» TO DO
Beginning at the line containing "let api_router = Router::new()" in the material below and ending at the line containing "(for example an", return each line exactly and add nothing.

» RECORDS
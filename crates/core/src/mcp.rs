//! MCP-backed tool catalog.
//!
//! The catalog is a Model Context Protocol server spawned as a child process
//! and spoken to over stdio with `rmcp`. Server definitions use the common
//! `mcpServers` JSON layout.

use crate::tools::{ToolConnector, ToolExecutor, ToolSpec};
use anyhow::{Context, Result, anyhow, bail};
use async_trait::async_trait;
use rmcp::{
    ServiceExt,
    model::{CallToolRequestParam, RawContent},
    service::{Peer, RoleClient, RunningService},
    transport::TokioChildProcess,
};
use serde::Deserialize;
use serde_json::Value;
use std::collections::{BTreeMap, HashMap, HashSet};
use std::path::{Path, PathBuf};
use std::sync::Arc;
use tokio::sync::Mutex;
use tracing::{info, warn};

/// How to launch one MCP server.
#[derive(Deserialize, Debug, Clone, PartialEq)]
pub struct McpServerConfig {
    pub command: String,
    #[serde(default)]
    pub args: Vec<String>,
    #[serde(default)]
    pub env: HashMap<String, String>,
}

#[derive(Deserialize)]
#[serde(untagged)]
enum McpConfigFile {
    Servers {
        #[serde(rename = "mcpServers")]
        servers: BTreeMap<String, McpServerConfig>,
    },
    Single(McpServerConfig),
}

impl McpServerConfig {
    /// Reads a server definition file. With several `mcpServers` entries the
    /// first by name is used.
    pub fn from_json_file(path: &Path) -> Result<Self> {
        let raw = std::fs::read_to_string(path)
            .with_context(|| format!("Failed to read MCP config {}", path.display()))?;
        Self::from_json_str(&raw)
    }

    pub fn from_json_str(raw: &str) -> Result<Self> {
        match serde_json::from_str::<McpConfigFile>(raw).context("Invalid MCP config")? {
            McpConfigFile::Single(server) => Ok(server),
            McpConfigFile::Servers { servers } => {
                if servers.len() > 1 {
                    warn!(
                        servers = ?servers.keys().collect::<Vec<_>>(),
                        "Several MCP servers configured; only the first is used"
                    );
                }
                let (name, server) = servers
                    .into_iter()
                    .next()
                    .ok_or_else(|| anyhow!("MCP config lists no servers"))?;
                info!(server = %name, "Selected MCP server");
                Ok(server)
            }
        }
    }
}

/// Connects to the MCP server described by a config file.
#[derive(Debug, Clone)]
pub struct McpConnector {
    config_path: PathBuf,
}

impl McpConnector {
    pub fn new(config_path: impl Into<PathBuf>) -> Self {
        Self {
            config_path: config_path.into(),
        }
    }
}

#[async_trait]
impl ToolConnector for McpConnector {
    async fn connect(&self) -> Result<Arc<dyn ToolExecutor>> {
        let config = McpServerConfig::from_json_file(&self.config_path)?;
        Ok(Arc::new(McpToolClient::spawn(&config).await?))
    }
}

/// A running MCP client session with its tool list cached at connect time.
pub struct McpToolClient {
    peer: Peer<RoleClient>,
    service: Mutex<Option<RunningService<RoleClient, ()>>>,
    tools: Vec<ToolSpec>,
}

impl McpToolClient {
    pub async fn spawn(config: &McpServerConfig) -> Result<Self> {
        let mut command = tokio::process::Command::new(&config.command);
        command.args(&config.args).envs(&config.env);
        let transport = TokioChildProcess::new(command)
            .with_context(|| format!("Failed to spawn MCP server `{}`", config.command))?;
        let service = ().serve(transport).await?;

        let tools = service
            .list_all_tools()
            .await?
            .into_iter()
            .map(|t| ToolSpec {
                name: t.name.to_string(),
                description: t.description.map(|d| d.to_string()).unwrap_or_default(),
                parameters: Value::Object((*t.input_schema).clone()),
            })
            .collect::<Vec<_>>();
        info!(
            tools = ?tools.iter().map(|t| &t.name).collect::<Vec<_>>(),
            "Connected to MCP server"
        );

        Ok(Self {
            peer: service.peer().clone(),
            service: Mutex::new(Some(service)),
            tools,
        })
    }
}

#[async_trait]
impl ToolExecutor for McpToolClient {
    async fn list_tools(&self) -> Result<Vec<ToolSpec>> {
        Ok(self.tools.clone())
    }

    async fn list_tool_names(&self) -> Result<HashSet<String>> {
        Ok(self.tools.iter().map(|t| t.name.clone()).collect())
    }

    async fn invoke(&self, name: &str, args: Value) -> Result<Value> {
        info!(name, %args, "Executing MCP tool");
        let arguments = match args {
            Value::Object(map) => Some(map),
            Value::Null => None,
            other => bail!("Tool arguments must be an object, got {other}"),
        };
        let result = self
            .peer
            .call_tool(CallToolRequestParam {
                name: name.to_string().into(),
                arguments,
            })
            .await?;

        if let Some(structured) = result.structured_content {
            return Ok(structured);
        }
        let text = result
            .content
            .context("Tool call returned no content")?
            .into_iter()
            .filter_map(|content| match content.raw {
                RawContent::Text(text_content) => Some(text_content.text),
                _ => None,
            })
            .collect::<Vec<_>>()
            .join("\n");
        if result.is_error == Some(true) {
            bail!("{text}");
        }
        Ok(Value::String(text))
    }

    async fn close(&self) -> Result<()> {
        if let Some(service) = self.service.lock().await.take() {
            let reason = service.cancel().await?;
            info!(?reason, "MCP client closed");
        }
        Ok(())
    }
}
//! Collaborators of the live avatar service.
//!
//! These are the pieces a live session talks to besides the model itself:
//! tool catalogs (built-in and MCP-backed) and the word-timing aligner that
//! turns finished audio into lip-sync data.

pub mod aligner;
pub mod builtin;
pub mod mcp;
pub mod tools;

pub use aligner::{AlignError, HttpWordAligner, WordAligner, WordTimings};
pub use tools::{ToolConnector, ToolExecutor, ToolSpec};
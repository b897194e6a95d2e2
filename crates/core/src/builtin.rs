//! Built-in tools available to every session, with or without an external catalog.

use crate::tools::ToolSpec;
use serde_json::{Value, json};
use tracing::info;

pub const TURN_ON_THE_LIGHTS: &str = "turn_on_the_lights";
pub const TURN_OFF_THE_LIGHTS: &str = "turn_off_the_lights";

/// Declarations for the built-in tools.
pub fn builtin_tools() -> Vec<ToolSpec> {
    vec![
        ToolSpec {
            name: TURN_ON_THE_LIGHTS.to_string(),
            description: "Turn on the lights in the room.".to_string(),
            parameters: json!({
                "type": "object",
                "properties": {
                    "color": {
                        "type": "string",
                        "description": "The color to set the lights in hex format (e.g., #FFFFFF for white).",
                        "default": "#FFFFFF"
                    }
                },
                "required": ["color"]
            }),
        },
        ToolSpec {
            name: TURN_OFF_THE_LIGHTS.to_string(),
            description: "Turn off the lights in the room.".to_string(),
            parameters: json!({
                "type": "object",
                "properties": {},
                "required": []
            }),
        },
    ]
}

/// Runs a built-in tool. Unknown names yield an explanatory result, not an error.
///
/// The lights themselves are rendered by the browser from the `function_call`
/// event, so the result is a fixed acknowledgement.
pub fn call_builtin(name: &str, args: &Value) -> Value {
    info!(name, %args, "Handling built-in function");
    let result = match name {
        TURN_ON_THE_LIGHTS => "Lights turned on! 💡".to_string(),
        TURN_OFF_THE_LIGHTS => "Lights turned off! 🌙".to_string(),
        other => format!("Unknown function: {other}"),
    };
    Value::String(result)
}
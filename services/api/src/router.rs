//! Axum Router Configuration
//!
//! This module defines the complete HTTP routing for the application,
//! including the live WebSocket endpoint and OpenAPI documentation.

use crate::{
    handlers::{self, WelcomeResponse},
    state::AppState,
    ws::ws_handler,
};

use axum::{Router, routing::get};
use std::sync::Arc;
use utoipa::OpenApi;
use utoipa_swagger_ui::SwaggerUi;

#[derive(OpenApi)]
#[openapi(
    paths(handlers::root),
    components(schemas(WelcomeResponse)),
    tags(
        (name = "Gemini Live Avatar API", description = "Live voice sessions with a lip-synced avatar")
    )
)]
pub struct ApiDoc;

/// Creates the main Axum router for the application.
pub fn create_router(app_state: Arc<AppState>) -> Router {
    let api_router = Router::new()
        .route("/", get(handlers::root))
        .route("/ws/live", get(ws_handler))
        .with_state(app_state);

    Router::new()
        .merge(SwaggerUi::new("/swagger-ui").url("/api-docs/openapi.json", ApiDoc::openapi()))
        .nest("/api", api_router)
}
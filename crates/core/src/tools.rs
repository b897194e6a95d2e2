//! Tool execution contracts.
//!
//! A [`ToolExecutor`] is an external catalog of callable tools (for example an
//! MCP server). A [`ToolConnector`] knows how to reach one. The built-in
//! fallback table lives in [`crate::builtin`].

use anyhow::Result;
use async_trait::async_trait;
use serde::Serialize;
use serde_json::Value;
use std::collections::HashSet;
use std::sync::Arc;

/// Declaration of a callable tool, independent of any model vendor.
#[derive(Debug, Clone, PartialEq, Serialize)]
pub struct ToolSpec {
    pub name: String,
    pub description: String,
    /// JSON schema of the arguments object.
    pub parameters: Value,
}

/// An external tool catalog that can execute tools by name.
#[cfg_attr(any(test, feature = "mocks"), mockall::automock)]
#[async_trait]
pub trait ToolExecutor: Send + Sync {
    /// Declarations of every tool the catalog exposes.
    async fn list_tools(&self) -> Result<Vec<ToolSpec>>;

    /// Names of every tool the catalog exposes.
    async fn list_tool_names(&self) -> Result<HashSet<String>>;

    /// Runs `name` with `args`. Failures are returned, never panicked.
    async fn invoke(&self, name: &str, args: Value) -> Result<Value>;

    /// Releases the catalog connection. Calling it twice is harmless.
    async fn close(&self) -> Result<()>;
}

/// Establishes a connection to an external tool catalog.
#[cfg_attr(any(test, feature = "mocks"), mockall::automock)]
#[async_trait]
pub trait ToolConnector: Send + Sync {
    async fn connect(&self) -> Result<Arc<dyn ToolExecutor>>;
}
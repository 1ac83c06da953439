//! # Custos Vault
//!
//! Quorum-gated multi-signer vault. A fixed set of signers jointly controls
//! the vault's holdings on external asset ledgers: any signer may propose a
//! transfer, and the transfer executes once enough distinct signers have
//! approved it. The quorum itself can only change through the same kind of
//! multi-signer agreement.
//!
//! ## Components
//!
//! - **Governance**: signer-set construction and quorum updates
//! - **Transfer**: proposals, approvals and execution readiness
//! - **Ledger**: the [`AssetLedger`] capability and an in-memory ledger
//! - **Storage**: snapshot persistence for restart recovery
//! - **API**: axum REST surface for the `custos-vault` binary
//!
//! ## Architecture
//!
//! ```text
//! ┌─────────────────────────────────────────────────────────────┐
//! │                       MultisigVault                         │
//! ├─────────────────────────────────────────────────────────────┤
//! │  ┌─────────────┐  ┌─────────────┐  ┌─────────────────────┐  │
//! │  │ Governance  │  │  Transfer   │  │   Events / Audit    │  │
//! │  │  (quorum)   │──│ (approvals) │──│     / Metrics       │  │
//! │  └─────────────┘  └──────┬──────┘  └─────────────────────┘  │
//! │                          │                                  │
//! │        ┌─────────────────┴──────────────┐                   │
//! │  ┌─────┴───────┐                 ┌──────┴──────┐            │
//! │  │ AssetLedger │                 │  Snapshot   │            │
//! │  │ (external)  │                 │    Store    │            │
//! │  └─────────────┘                 └─────────────┘            │
//! └─────────────────────────────────────────────────────────────┘
//! ```

pub mod api;
pub mod config;
pub mod engine;
pub mod events;
pub mod governance;
pub mod ledger;
pub mod metrics;
pub mod state;
pub mod storage;
pub mod transfer;

pub use config::VaultServiceConfig;
pub use engine::{MultisigVault, VaultSummary};
pub use events::VaultEvent;
pub use governance::QuorumUpdateOutcome;
pub use ledger::{AssetLedger, InMemoryAssetLedger, LedgerRegistry};
pub use metrics::VaultMetrics;
pub use state::{VaultSnapshot, VaultState};
pub use storage::{FileSnapshotStore, MemorySnapshotStore, SnapshotStore};
pub use transfer::ApprovalOutcome;

/// Vault service version
pub const VERSION: &str = env!("CARGO_PKG_VERSION");

/// Default REST port
pub const DEFAULT_PORT: u16 = 8090;
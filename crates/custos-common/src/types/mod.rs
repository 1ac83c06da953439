//! Core data types for the Custos vault

pub mod account_id;
pub mod quorum_update;
pub mod transaction;
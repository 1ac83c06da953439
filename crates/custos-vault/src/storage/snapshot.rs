//! Snapshot store implementations

use std::path::{Path, PathBuf};

use async_trait::async_trait;
use custos_common::{Result, VaultError};
use parking_lot::RwLock;
use serde::{Deserialize, Serialize};
use tracing::{debug, instrument};

use crate::state::VaultSnapshot;

/// Durable home for the latest vault snapshot
#[async_trait]
pub trait SnapshotStore: Send + Sync {
    /// Latest saved snapshot, `None` when nothing was saved yet
    async fn load(&self) -> Result<Option<VaultSnapshot>>;

    /// Replace the saved snapshot
    async fn save(&self, snapshot: &VaultSnapshot) -> Result<()>;
}

/// On-disk layout: the snapshot plus a BLAKE3 digest of its compact JSON
/// encoding
#[derive(Debug, Serialize, Deserialize)]
struct SnapshotEnvelope {
    checksum: String,
    snapshot: VaultSnapshot,
}

impl SnapshotEnvelope {
    fn seal(snapshot: &VaultSnapshot) -> Result<Self> {
        Ok(Self {
            checksum: digest(snapshot)?,
            snapshot: snapshot.clone(),
        })
    }

    fn open(self) -> Result<VaultSnapshot> {
        let actual = digest(&self.snapshot)?;
        if actual != self.checksum {
            return Err(VaultError::CorruptSnapshot(format!(
                "checksum mismatch: stored {}, computed {}",
                self.checksum, actual
            )));
        }
        Ok(self.snapshot)
    }
}

fn digest(snapshot: &VaultSnapshot) -> Result<String> {
    let bytes = serde_json::to_vec(snapshot)?;
    Ok(blake3::hash(&bytes).to_hex().to_string())
}

/// JSON file store
///
/// Saves go to a sibling temp file which is then renamed over the target,
/// so a crash mid-write leaves the previous snapshot intact.
#[derive(Debug, Clone)]
pub struct FileSnapshotStore {
    path: PathBuf,
}

impl FileSnapshotStore {
    pub fn new(path: impl Into<PathBuf>) -> Self {
        Self { path: path.into() }
    }

    pub fn path(&self) -> &Path {
        &self.path
    }

    fn temp_path(&self) -> PathBuf {
        let mut name = self
            .path
            .file_name()
            .map(|n| n.to_os_string())
            .unwrap_or_else(|| "snapshot".into());
        name.push(".tmp");
        self.path.with_file_name(name)
    }
}

#[async_trait]
impl SnapshotStore for FileSnapshotStore {
    #[instrument(skip(self), fields(path = %self.path.display()))]
    async fn load(&self) -> Result<Option<VaultSnapshot>> {
        let bytes = match tokio::fs::read(&self.path).await {
            Ok(bytes) => bytes,
            Err(e) if e.kind() == std::io::ErrorKind::NotFound => return Ok(None),
            Err(e) => return Err(e.into()),
        };

        let envelope: SnapshotEnvelope = serde_json::from_slice(&bytes)
            .map_err(|e| VaultError::CorruptSnapshot(e.to_string()))?;
        let snapshot = envelope.open()?;

        debug!(tx_count = %snapshot.tx_count, "Snapshot loaded");
        Ok(Some(snapshot))
    }

    #[instrument(skip(self, snapshot), fields(path = %self.path.display()))]
    async fn save(&self, snapshot: &VaultSnapshot) -> Result<()> {
        let envelope = SnapshotEnvelope::seal(snapshot)?;
        let bytes = serde_json::to_vec_pretty(&envelope)?;

        if let Some(parent) = self.path.parent() {
            if !parent.as_os_str().is_empty() {
                tokio::fs::create_dir_all(parent).await?;
            }
        }

        let temp = self.temp_path();
        tokio::fs::write(&temp, &bytes).await?;
        tokio::fs::rename(&temp, &self.path).await?;

        debug!(bytes = bytes.len(), "Snapshot saved");
        Ok(())
    }
}

/// In-process store, for tests and ephemeral vaults
#[derive(Debug, Default)]
pub struct MemorySnapshotStore {
    latest: RwLock<Option<VaultSnapshot>>,
    saves: RwLock<u64>,
    /// When set, every save fails with this message
    failure: RwLock<Option<String>>,
}

impl MemorySnapshotStore {
    pub fn new() -> Self {
        Self::default()
    }

    /// Latest saved snapshot without going through the async trait
    pub fn latest(&self) -> Option<VaultSnapshot> {
        self.latest.read().clone()
    }

    /// Number of successful saves
    pub fn save_count(&self) -> u64 {
        *self.saves.read()
    }

    /// Make every following save fail with `reason`
    pub fn fail_saves(&self, reason: &str) {
        *self.failure.write() = Some(reason.to_string());
    }

    pub fn resume_saves(&self) {
        *self.failure.write() = None;
    }
}

#[async_trait]
impl SnapshotStore for MemorySnapshotStore {
    async fn load(&self) -> Result<Option<VaultSnapshot>> {
        Ok(self.latest())
    }

    async fn save(&self, snapshot: &VaultSnapshot) -> Result<()> {
        if let Some(reason) = self.failure.read().clone() {
            return Err(VaultError::Storage(reason));
        }
        *self.latest.write() = Some(snapshot.clone());
        *self.saves.write() += 1;
        Ok(())
    }
}

#[cfg(test)]
mod tests {
    use super::*;
    use crate::state::VaultState;
    use custos_common::{AccountId, Transaction, TxId};
    use std::collections::BTreeSet;

    fn account(n: u8) -> AccountId {
        AccountId::new([n; 20])
    }

    fn snapshot() -> VaultSnapshot {
        let signers: BTreeSet<_> = [account(1), account(2), account(3)].into_iter().collect();
        let mut state = VaultState::new(2, signers, account(1), account(100));
        state.tx_count = TxId(1);
        state.transactions.insert(
            TxId(1),
            Transaction::new(TxId(1), 40, account(5), account(6), account(2)),
        );
        VaultSnapshot::from(&state)
    }

    #[tokio::test]
    async fn test_file_store_round_trip() {
        let dir = tempfile::tempdir().unwrap();
        let store = FileSnapshotStore::new(dir.path().join("vault").join("state.json"));

        assert!(store.load().await.unwrap().is_none());

        let saved = snapshot();
        store.save(&saved).await.unwrap();
        assert_eq!(store.load().await.unwrap(), Some(saved));
        assert!(!store.temp_path().exists());
    }

    #[tokio::test]
    async fn test_file_store_detects_tampering() {
        let dir = tempfile::tempdir().unwrap();
        let path = dir.path().join("state.json");
        let store = FileSnapshotStore::new(&path);
        store.save(&snapshot()).await.unwrap();

        let text = std::fs::read_to_string(&path).unwrap();
        std::fs::write(&path, text.replace("\"quorum\": 2", "\"quorum\": 3")).unwrap();

        assert!(matches!(
            store.load().await,
            Err(VaultError::CorruptSnapshot(msg)) if msg.contains("checksum")
        ));
    }

    #[tokio::test]
    async fn test_file_store_rejects_garbage() {
        let dir = tempfile::tempdir().unwrap();
        let path = dir.path().join("state.json");
        std::fs::write(&path, b"not json").unwrap();

        let store = FileSnapshotStore::new(&path);
        assert!(matches!(store.load().await, Err(VaultError::CorruptSnapshot(_))));
    }

    #[tokio::test]
    async fn test_memory_store_failure_injection() {
        let store = MemorySnapshotStore::new();
        store.fail_saves("disk full");
        assert_eq!(
            store.save(&snapshot()).await,
            Err(VaultError::Storage("disk full".to_string()))
        );
        assert_eq!(store.save_count(), 0);

        store.resume_saves();
        store.save(&snapshot()).await.unwrap();
        assert_eq!(store.save_count(), 1);
        assert!(store.load().await.unwrap().is_some());
    }
}
//! Signer set construction
//!
//! The creator is folded into the signer set by union, so every later
//! authorization check is a plain membership test.

use std::collections::BTreeSet;

use custos_common::{AccountId, Result, VaultError, MIN_CANDIDATE_SIGNERS, MIN_QUORUM};

/// Validate construction parameters and build the signer set
///
/// Checks run in a fixed order and the first failure wins:
/// quorum floor, candidate count, null signers, duplicate candidates, and
/// finally quorum against the distinct signer count (creator included).
pub fn build_signer_set(
    creator: AccountId,
    quorum: u32,
    candidates: &[AccountId],
) -> Result<BTreeSet<AccountId>> {
    if quorum < MIN_QUORUM {
        return Err(VaultError::QuorumTooSmall {
            quorum,
            minimum: MIN_QUORUM,
        });
    }

    if candidates.len() < MIN_CANDIDATE_SIGNERS {
        return Err(VaultError::InsufficientSigners {
            provided: candidates.len(),
            minimum: MIN_CANDIDATE_SIGNERS,
        });
    }

    if let Some(position) = candidates.iter().position(AccountId::is_null) {
        return Err(VaultError::NullSigner { position });
    }
    if creator.is_null() {
        return Err(VaultError::NullSigner {
            position: candidates.len(),
        });
    }

    let mut signers = BTreeSet::new();
    for candidate in candidates {
        if !signers.insert(*candidate) {
            return Err(VaultError::DuplicateSigner(*candidate));
        }
    }
    signers.insert(creator);

    if quorum as usize > signers.len() {
        return Err(VaultError::QuorumExceedsSigners {
            quorum,
            signers: signers.len(),
        });
    }

    Ok(signers)
}

#[cfg(test)]
mod tests {
    use super::*;

    fn account(n: u8) -> AccountId {
        AccountId::new([n; 20])
    }

    #[test]
    fn test_creator_joins_signer_set() {
        let signers = build_signer_set(account(1), 2, &[account(2), account(3)]).unwrap();
        assert_eq!(signers.len(), 3);
        assert!(signers.contains(&account(1)));
    }

    #[test]
    fn test_quorum_may_count_creator() {
        // Two candidates plus the creator satisfy a quorum of three
        let signers = build_signer_set(account(1), 3, &[account(2), account(3)]).unwrap();
        assert_eq!(signers.len(), 3);
    }

    #[test]
    fn test_quorum_too_small() {
        let result = build_signer_set(account(1), 1, &[account(2), account(3), account(4)]);
        assert_eq!(
            result,
            Err(VaultError::QuorumTooSmall {
                quorum: 1,
                minimum: 2
            })
        );
    }

    #[test]
    fn test_too_few_candidates() {
        let result = build_signer_set(account(1), 2, &[account(2)]);
        assert!(matches!(result, Err(VaultError::InsufficientSigners { provided: 1, .. })));
    }

    #[test]
    fn test_null_candidate() {
        let result = build_signer_set(account(1), 3, &[AccountId::NULL, account(2), account(3)]);
        assert_eq!(result, Err(VaultError::NullSigner { position: 0 }));
    }

    #[test]
    fn test_null_creator() {
        let result = build_signer_set(AccountId::NULL, 2, &[account(2), account(3)]);
        assert!(matches!(result, Err(VaultError::NullSigner { .. })));
    }

    #[test]
    fn test_duplicate_candidate() {
        let result = build_signer_set(account(1), 2, &[account(2), account(3), account(2)]);
        assert_eq!(result, Err(VaultError::DuplicateSigner(account(2))));
    }

    #[test]
    fn test_creator_listed_as_candidate_is_not_duplicate() {
        let signers = build_signer_set(account(1), 2, &[account(1), account(2)]).unwrap();
        assert_eq!(signers.len(), 2);
    }

    #[test]
    fn test_quorum_exceeds_signers() {
        let result = build_signer_set(account(1), 5, &[account(2), account(3), account(4)]);
        assert_eq!(
            result,
            Err(VaultError::QuorumExceedsSigners {
                quorum: 5,
                signers: 4
            })
        );

        let result = build_signer_set(account(1), 7, &[account(2), account(3), account(4)]);
        assert!(matches!(result, Err(VaultError::QuorumExceedsSigners { .. })));
    }
}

» EXPECTED ANSWER
    let api_router = Router::new()
        .route("/", get(handlers::root))
        .route("/ws/live", get(ws_handler))
        .with_state(app_state);

    Router::new()
        .merge(SwaggerUi::new("/swagger-ui").url("/api-docs/openapi.json", ApiDoc::openapi()))
        .nest("/api", api_router)
}
filename crates/core/src/tools.rs
repository b897194e6a95d2e2
//! Tool execution contracts.
//!
//! A [`ToolExecutor`] is an external catalog of callable tools (for example an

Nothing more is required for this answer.